18/12/2017

Roma saluta il 'Califfo', Fiorello tra i primi alla camera ardente

Aperta dalle 10 alle 19 la camera ardente in Campidoglio per Franco Califano, morto due giorni fa all'età di 75 anni. I funerali domani alle 11 nella Chiesa degli Artisti a Piazza del Popolo. Un amico: "Sulla lapide scriveremo Non escludo il ritorno".

Roma saluta il 'Califfo', 
Fiorello tra i primi alla camera ardente

Franco Califano

ROMA - Fiorello, che con le sue imitazioni iniziate nello show 'Stasera pago io' lo aveva riportato in auge, è stato tra i primi ad arrivare alla Sala della Protomoteca in Campidoglio, dove è stata allestita la camera ardente per Franco Califano, aperta dalle 10 di stamattina. Dall'apertura della camera ardente, centinaia di persone sono sfilate davanti alla salma del Califfo, che nella bara è stato vestito con il suo abbiagliamento di sempre: camicia aperta sul petto, baccialetti e collana. Domani alle 11, nella Chiesa degli Artisti a Piazza del Popolo a Roma, si terranno i funerali del cantautore romano, mentre il Comune pensa ad organizzare un concerto in suo onore, nell'ambito delle celebrazioni per il Natale di Roma. "Questa mattina ci siamo confrontati con Edoardo Vianello sulla reciproca intenzione di ricordare nella maniera migliore il maestro Califano - ha annunciato l'assessore alle Politiche culturali e Centro Storico Dino Gasperini - Lo stesso si è dichiarato disponibile a contattare altri artisti e verificarne la disponibilità ad organizzare un concerto da dedicargli. Ci piacerebbe ricordarlo già il 21 aprile, nel giorno del Natale di Roma".

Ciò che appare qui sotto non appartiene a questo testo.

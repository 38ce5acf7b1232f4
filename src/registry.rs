//! Model registry
//!
//! Fixed, ordered lists of the planning strategies that appear in trial logs.
//! Registry order is the row/column order of every matrix, and it decides
//! which half of an order-collapsed pair is canonical.

use serde::{Deserialize, Serialize};

use crate::error::{CompileError, Result};

/// Planning strategy identifier
#[derive(Debug, Clone, Copy, PartialEq, Eq, Hash, PartialOrd, Ord, Serialize, Deserialize)]
#[serde(rename_all = "lowercase")]
pub enum ModelId {
    Mac,
    Mac1,
    Bd,
    Fb,
    Up,
    Dc,
    Greedy,
    Still,
}

impl ModelId {
    /// Token used for this model in trial logs
    pub fn name(&self) -> &'static str {
        match self {
            ModelId::Mac => "mac",
            ModelId::Mac1 => "mac1",
            ModelId::Bd => "bd",
            ModelId::Fb => "fb",
            ModelId::Up => "up",
            ModelId::Dc => "dc",
            ModelId::Greedy => "greedy",
            ModelId::Still => "still",
        }
    }

    pub fn from_name(name: &str) -> Option<Self> {
        match name {
            "mac" => Some(ModelId::Mac),
            "mac1" => Some(ModelId::Mac1),
            "bd" => Some(ModelId::Bd),
            "fb" => Some(ModelId::Fb),
            "up" => Some(ModelId::Up),
            "dc" => Some(ModelId::Dc),
            "greedy" => Some(ModelId::Greedy),
            "still" => Some(ModelId::Still),
            _ => None,
        }
    }
}

impl std::fmt::Display for ModelId {
    fn fmt(&self, f: &mut std::fmt::Formatter<'_>) -> std::fmt::Result {
        f.write_str(self.name())
    }
}

const STANDARD_ORDER: [ModelId; 7] = [
    ModelId::Mac,
    ModelId::Bd,
    ModelId::Fb,
    ModelId::Up,
    ModelId::Dc,
    ModelId::Greedy,
    ModelId::Still,
];

const EXTENDED_ORDER: [ModelId; 8] = [
    ModelId::Mac,
    ModelId::Mac1,
    ModelId::Bd,
    ModelId::Fb,
    ModelId::Up,
    ModelId::Dc,
    ModelId::Greedy,
    ModelId::Still,
];

/// A model resolved against a registry: its identity plus its matrix position.
///
/// Only [`ModelRegistry`] hands these out, so a slot's index is always in
/// bounds for matrices sized to the same registry.
#[derive(Debug, Clone, Copy, PartialEq, Eq, Hash)]
pub struct ModelSlot {
    id: ModelId,
    index: usize,
}

impl ModelSlot {
    pub fn id(&self) -> ModelId {
        self.id
    }

    pub fn index(&self) -> usize {
        self.index
    }
}

/// Ordered set of known models
#[derive(Debug, Clone, PartialEq, Eq)]
pub struct ModelRegistry {
    models: Vec<ModelId>,
}

impl ModelRegistry {
    /// The 7-entry registry
    pub fn standard() -> Self {
        Self {
            models: STANDARD_ORDER.to_vec(),
        }
    }

    /// The 8-entry registry that also carries `mac1`
    pub fn extended() -> Self {
        Self {
            models: EXTENDED_ORDER.to_vec(),
        }
    }

    pub fn from_flag(extended: bool) -> Self {
        if extended {
            Self::extended()
        } else {
            Self::standard()
        }
    }

    pub fn len(&self) -> usize {
        self.models.len()
    }

    pub fn is_empty(&self) -> bool {
        self.models.is_empty()
    }

    pub fn models(&self) -> &[ModelId] {
        &self.models
    }

    /// All slots in registry order
    pub fn slots(&self) -> impl Iterator<Item = ModelSlot> + '_ {
        self.models
            .iter()
            .enumerate()
            .map(|(index, &id)| ModelSlot { id, index })
    }

    pub fn slot(&self, id: ModelId) -> Option<ModelSlot> {
        self.models
            .iter()
            .position(|&m| m == id)
            .map(|index| ModelSlot { id, index })
    }

    /// Resolve a log token to a slot.
    ///
    /// A name that is not a model at all, or a model this registry does not
    /// carry (`mac1` in the standard registry), is `UnknownModel`.
    pub fn resolve(&self, name: &str, line: usize) -> Result<ModelSlot> {
        ModelId::from_name(name)
            .and_then(|id| self.slot(id))
            .ok_or_else(|| CompileError::UnknownModel {
                line,
                name: name.to_string(),
            })
    }
}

FIORELLO. "La nostra amicizia - ha ripetuto Fiorello - è nata con la prima edizione di 'Stasera pago io' che coincise con una rinascita artistica per tutti e due. La sua imitazione ebbe molto successo. E di questa improvvisa popolarità ne beneficiammo entrambi. Io consideravo quel programma la mia ultima chance per continuare a fare tv. E anche lui non era proprio in un momento esaltante. E fu molto felice". Fiorello poi ha ricordato: "Era una persona di una generosità enorme. Era un libro aperto, sempre schietto, non ha mai fatto molto mistero di tutti i suoi eccessi. Senz'altro è uno che la vita se l'è goduta. In tanti gli volevamo bene e vedo che c'è tanta gente nonostante sia Pasquetta anche se lui non amava i giorni di festa".

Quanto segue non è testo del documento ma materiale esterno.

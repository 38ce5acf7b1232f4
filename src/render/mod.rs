//! Heatmap rendering
//!
//! Draws an aggregated matrix as a PNG: one square per model pair on a
//! "Blues" ramp, masked cells left as background, model names on both axes
//! and a colour bar on the right. Every image also gets a `.txt` sidecar
//! with the cell values so the numbers survive without the picture.

use std::fmt::Write as FmtWrite;
use std::fs;
use std::path::{Path, PathBuf};

use ab_glyph::{FontVec, PxScale};
use image::{Rgb, RgbImage};
use imageproc::drawing::{draw_text_mut, text_size};
use log::{info, warn};

use crate::aggregate::{AggregatedMatrix, ReportMode, ValueRange};
use crate::error::{CompileError, Result};
use crate::matrix::PairMatrix;

// Layout
const CELL_SIZE: u32 = 72; // pixels per matrix cell
const AXIS_MARGIN: u32 = 80; // room for model names
const COLORBAR_GAP: u32 = 12;
const COLORBAR_WIDTH: u32 = 20;
const COLORBAR_LABEL_WIDTH: u32 = 48;
const PADDING: u32 = 8;

const LABEL_SCALE: f32 = 18.0;
const AXIS_SCALE: f32 = 16.0;

const BACKGROUND: Rgb<u8> = Rgb([255, 255, 255]);
const TEXT_DARK: Rgb<u8> = Rgb([20, 20, 20]);
const TEXT_LIGHT: Rgb<u8> = Rgb([250, 250, 250]);

// Matplotlib "Blues" sampled at five stops
const BLUES: [(f32, [u8; 3]); 5] = [
    (0.0, [247, 251, 255]),
    (0.25, [198, 219, 239]),
    (0.5, [107, 174, 214]),
    (0.75, [33, 113, 181]),
    (1.0, [8, 48, 107]),
];

// Common locations of a sans-serif TrueType font
const FONT_CANDIDATES: [&str; 5] = [
    "/usr/share/fonts/truetype/dejavu/DejaVuSans.ttf",
    "/usr/share/fonts/TTF/DejaVuSans.ttf",
    "/usr/share/fonts/dejavu/DejaVuSans.ttf",
    "/Library/Fonts/Arial.ttf",
    "C:\\Windows\\Fonts\\arial.ttf",
];

/// Load the label font from `path`, else from the first system font found
pub fn load_font(path: Option<&Path>) -> Option<FontVec> {
    let candidates: Vec<PathBuf> = match path {
        Some(p) => vec![p.to_path_buf()],
        None => FONT_CANDIDATES.iter().map(PathBuf::from).collect(),
    };

    for candidate in &candidates {
        let Ok(bytes) = fs::read(candidate) else {
            continue;
        };
        match FontVec::try_from_vec(bytes) {
            Ok(font) => return Some(font),
            Err(err) => warn!("Ignoring font {}: {}", candidate.display(), err),
        }
    }

    warn!("No usable font found; heatmaps will be drawn without labels");
    None
}

/// Map a normalized value (0-1) onto the Blues ramp
pub fn blues(t: f32) -> Rgb<u8> {
    let t = t.clamp(0.0, 1.0);
    for pair in BLUES.windows(2) {
        let (t0, c0) = pair[0];
        let (t1, c1) = pair[1];
        if t <= t1 {
            let f = (t - t0) / (t1 - t0);
            let lerp = |a: u8, b: u8| (a as f32 + (b as f32 - a as f32) * f).round() as u8;
            return Rgb([lerp(c0[0], c1[0]), lerp(c0[1], c1[1]), lerp(c0[2], c1[2])]);
        }
    }
    Rgb(BLUES[BLUES.len() - 1].1)
}

/// Resolve an open-ended range against the data
fn resolve_range(range: ValueRange, matrix: &AggregatedMatrix) -> (f64, f64) {
    let max = range.max.unwrap_or_else(|| matrix.max_value());
    if max > range.min {
        (range.min, max)
    } else {
        (range.min, range.min + 1.0)
    }
}

fn normalize(value: f64, (min, max): (f64, f64)) -> f32 {
    ((value - min) / (max - min)).clamp(0.0, 1.0) as f32
}

/// Fill a rectangle with a solid color
fn fill_rect(img: &mut RgbImage, x0: u32, y0: u32, w: u32, h: u32, color: Rgb<u8>) {
    for y in y0..(y0 + h).min(img.height()) {
        for x in x0..(x0 + w).min(img.width()) {
            img.put_pixel(x, y, color);
        }
    }
}

/// Draw `text` centred on (cx, cy), one line per `\n`
fn draw_centered(
    img: &mut RgbImage,
    font: &FontVec,
    scale: PxScale,
    text: &str,
    cx: i32,
    cy: i32,
    color: Rgb<u8>,
) {
    let lines: Vec<&str> = text.lines().collect();
    let line_height = scale.y.ceil() as i32;
    let total = line_height * lines.len() as i32;
    let mut y = cy - total / 2;
    for line in lines {
        let (w, _) = text_size(scale, font, line);
        draw_text_mut(img, color, cx - w as i32 / 2, y, scale, font, line);
        y += line_height;
    }
}

/// Render an aggregated matrix.
///
/// Rows of the matrix run top to bottom and columns left to right, both in
/// registry order. Labels are only drawn when a font is supplied.
pub fn render_heatmap(
    matrix: &AggregatedMatrix,
    mask: &PairMatrix<bool>,
    range: ValueRange,
    font: Option<&FontVec>,
) -> RgbImage {
    let size = matrix.cells.size() as u32;
    let grid = size * CELL_SIZE;
    let colorbar_x = AXIS_MARGIN + grid + COLORBAR_GAP;
    let width = colorbar_x + COLORBAR_WIDTH + COLORBAR_LABEL_WIDTH + PADDING;
    let height = AXIS_MARGIN + grid + PADDING;

    let mut img = RgbImage::from_pixel(width, height, BACKGROUND);
    let bounds = resolve_range(range, matrix);

    for (row, col, cell) in matrix.cells.iter() {
        if *mask.at(row, col) {
            continue;
        }
        let t = normalize(cell.value, bounds);
        let x0 = AXIS_MARGIN + col as u32 * CELL_SIZE;
        let y0 = AXIS_MARGIN + row as u32 * CELL_SIZE;
        fill_rect(&mut img, x0, y0, CELL_SIZE, CELL_SIZE, blues(t));

        if let Some(font) = font {
            let text_color = if t > 0.6 { TEXT_LIGHT } else { TEXT_DARK };
            draw_centered(
                &mut img,
                font,
                PxScale::from(LABEL_SCALE),
                &cell.label,
                (x0 + CELL_SIZE / 2) as i32,
                (y0 + CELL_SIZE / 2) as i32,
                text_color,
            );
        }
    }

    // Colour bar, top = max
    for y in 0..grid {
        let t = 1.0 - y as f32 / grid.max(1) as f32;
        fill_rect(&mut img, colorbar_x, AXIS_MARGIN + y, COLORBAR_WIDTH, 1, blues(t));
    }

    if let Some(font) = font {
        let axis = PxScale::from(AXIS_SCALE);
        for (idx, model) in matrix.models.iter().enumerate() {
            let center = (AXIS_MARGIN + idx as u32 * CELL_SIZE + CELL_SIZE / 2) as i32;
            draw_centered(&mut img, font, axis, model.name(), (AXIS_MARGIN / 2) as i32, center, TEXT_DARK);
            draw_centered(&mut img, font, axis, model.name(), center, (AXIS_MARGIN / 2) as i32, TEXT_DARK);
        }

        let label_x = (colorbar_x + COLORBAR_WIDTH + 4) as i32;
        let max_label = format!("{:.0}", bounds.1);
        let min_label = format!("{:.0}", bounds.0);
        draw_text_mut(&mut img, TEXT_DARK, label_x, AXIS_MARGIN as i32, axis, font, &max_label);
        draw_text_mut(
            &mut img,
            TEXT_DARK,
            label_x,
            (AXIS_MARGIN + grid) as i32 - AXIS_SCALE as i32,
            axis,
            font,
            &min_label,
        );
    }

    img
}

/// Make a level name safe to use as a file name
pub fn sanitize_file_stem(name: &str) -> String {
    let out: String = name
        .chars()
        .map(|ch| {
            if ch.is_ascii_alphanumeric() || matches!(ch, '-' | '_' | '.') {
                ch
            } else {
                '_'
            }
        })
        .collect();
    if out.is_empty() { "_".to_string() } else { out }
}

/// `<level-or-total><mode suffix>`
pub fn output_stem(name: &str, mode: ReportMode) -> String {
    format!("{}{}", sanitize_file_stem(name), mode.file_suffix())
}

/// Create the output directory if it does not exist yet
pub fn ensure_output_dir(dir: &Path) -> Result<()> {
    fs::create_dir_all(dir).map_err(|source| CompileError::OutputPathUnavailable {
        path: dir.to_path_buf(),
        source,
    })
}

/// Cell data as `row,col,value,label[,expected]`, unmasked cells only
pub fn sidecar_text(matrix: &AggregatedMatrix, mask: &PairMatrix<bool>) -> String {
    let mut out = String::new();
    let header = if matrix.expected_runs.is_some() {
        "# row,col,value,label,expected"
    } else {
        "# row,col,value,label"
    };
    let _ = writeln!(out, "{}", header);

    for (row, col, cell) in matrix.cells.iter() {
        if *mask.at(row, col) {
            continue;
        }
        let label = cell.label.replace('\n', " ");
        let _ = write!(
            out,
            "{},{},{},{}",
            matrix.models[row], matrix.models[col], cell.value, label
        );
        if let Some(expected) = &matrix.expected_runs {
            let _ = write!(out, ",{}", expected.at(row, col));
        }
        out.push('\n');
    }
    out
}

/// Write `<stem>.png` and `<stem>.txt` into `dir`; returns the image path
pub fn write_heatmap(
    dir: &Path,
    stem: &str,
    image: &RgbImage,
    matrix: &AggregatedMatrix,
    mask: &PairMatrix<bool>,
) -> Result<PathBuf> {
    ensure_output_dir(dir)?;

    let image_path = dir.join(format!("{}.png", stem));
    image
        .save(&image_path)
        .map_err(|source| CompileError::ImageWrite {
            path: image_path.clone(),
            source,
        })?;

    let data_path = dir.join(format!("{}.txt", stem));
    fs::write(&data_path, sidecar_text(matrix, mask)).map_err(|source| CompileError::Io {
        path: data_path.clone(),
        source,
    })?;

    info!("Saved {} and {}", image_path.display(), data_path.display());
    Ok(image_path)
}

AMICO, SU LAPIDE 'NON ESCLUDO IL RITORNO'. ''Franco Califano voleva essere sepolto ad Ardea, perché lì c'è il fratello, e lì lo porteremo. Voleva che fosse scritto sulla sua lapide 'Non escludo il ritorno', titolo di una sua canzone, e così sarà''. Ad assicurarlo è il pianista Enrico Giaretta, amico di lunga data e collaboratore artistico di Califano.

L'OMAGGIO DI CANTANTI, IMITATORI E FAN. "Ho l'onore di fare la sua imitazione - ha detto Marcello Malu, con la voce roca proprio uguale a quella del cantante scomparso - il suo ricordo ci sarà sempre: gli dico grazie, ci ha lasciato un grande bagaglio musicale e umano. Oggi l'ho visto bello. Presto dedicheremo una serata in suo onore, un tributo". Tra i tanti romani in fila alla camera ardente, anche una suora che ha apprezzato le sue canzoni "frutto dell'anima". "Califano - dice - continuerà a vivere in noi e nei giovani. E' un uomo che ha saputo redimersi, che è caduto e si è saputo rialzare. Per questo è anche un esempio".